Nonetheless, in running against Washington, lawmakers regularly promise to “fix Congress,” work “collaboratively” with the other side, and “break the logjam” of legislation.  Unfortunately, research suggests that none of these problems will be solved based on tonight’s midterm outcome.  In fact, there are good reasons why some problems will get worse, not better.

Polarization

Let’s start with polarization, which is part and parcel to Congress’s dysfunction.  For starters, polarization is a process whereby lawmakers in both parties move to the ideological extremes (leftward for Democrats, rightward for Republicans).  And as a theoretical matter, that process can happen in two ways: either (1) new members enter Congress to the left or right of the lawmaker they replaced or (2) continuing members drift to the left or right over the course of their career.

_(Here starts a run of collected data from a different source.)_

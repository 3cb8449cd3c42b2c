//! `SeaORM` Entity for catalog_items table.

use sea_orm::entity::prelude::*;
use serde::{Deserialize, Serialize};

#[derive(Clone, Debug, PartialEq, DeriveEntityModel, Eq, Serialize, Deserialize)]
#[sea_orm(table_name = "catalog_items")]
pub struct Model {
    #[sea_orm(primary_key, auto_increment = false)]
    pub name: String,
    pub price: i64,
}

#[derive(Copy, Clone, Debug, EnumIter, DeriveRelation)]
pub enum Relation {
    #[sea_orm(has_many = "super::purchases::Entity")]
    Purchases,
}

impl Related<super::purchases::Entity> for Entity {
    fn to() -> RelationDef {
        Relation::Purchases.def()
    }
}

impl ActiveModelBehavior for ActiveModel {}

Based on numerous studies, #1 is the larger cause of polarization.  In other words, it’s the replacement of old members with new members that has caused Congress’s movement to the extremes.

In an old post (see here), I wrote about why the logic of “throwing the bums” out is wrong.  If you read that article, the exact same logic applies here: If polarization is the “problem,” electing a large volume of “new lawmakers” will make things worse, not better.

Gridlock

Gridlock is defined as the inability of Congress to pass legislation.  We can tackle the question of whether today’s midterm results can alleviate gridlock from multiple angles.  I’m assuming that the House will remain in Republican hands (and extremely safe assumption), so the real question is what happens in the Senate (where current projections give anywhere from a 98% chance to a 70% chance).

For starters, it’s often assumed that “new members” will “break the logjam” and usher in a new era of collaboration and compromise.  Unfortunately, the lessons of polarization apply here too: At best the volume of new members is Untitledunrelated to the passage of legislation and, at worst, new lawmakers make passing legislation harder.  For those details, see here.  But see the chart to the left (click for larger image) comparing the percentage of new lawmakers elected (x-axis) and the number of landmark laws passed (y-axis):

Second, the fact that the House and Senate are controlled by rival parties is often cited as a reason for the current Congress’s gridlock.  It is certainly logical that if Republicans win the Senate tonight, gridlock should go down.  However this, too, is wrong.

Control of the Senate is what’s known as a “necessary but not sufficient” condition for breaking gridlock.  While Republicans will indeed be better able to coordinate the passage of legislation across chambers, Democrats will retain two very powerful weapons that promote gridlock.

First, baring an upset of epic proportions, Democrats will maintain the ability to filibuster Republican proposals.  Second, remember that President Obama has the power to veto any laws that survive a Democratic filibuster.  I know that’s painfully obvious, but Republicans could circumvent the filibuster in two important ways: (1) by using a procedure known as “reconciliation” or (2) by eliminating the filibuster altogether.  Both are very real possibilities, making Obama’s veto power that much more consequential.  And according to these data, there have been 2564 vetoes dating back to George Washington’s presidency.  Among these, only 110 have been overridden by Congress, a success rate of just 4%.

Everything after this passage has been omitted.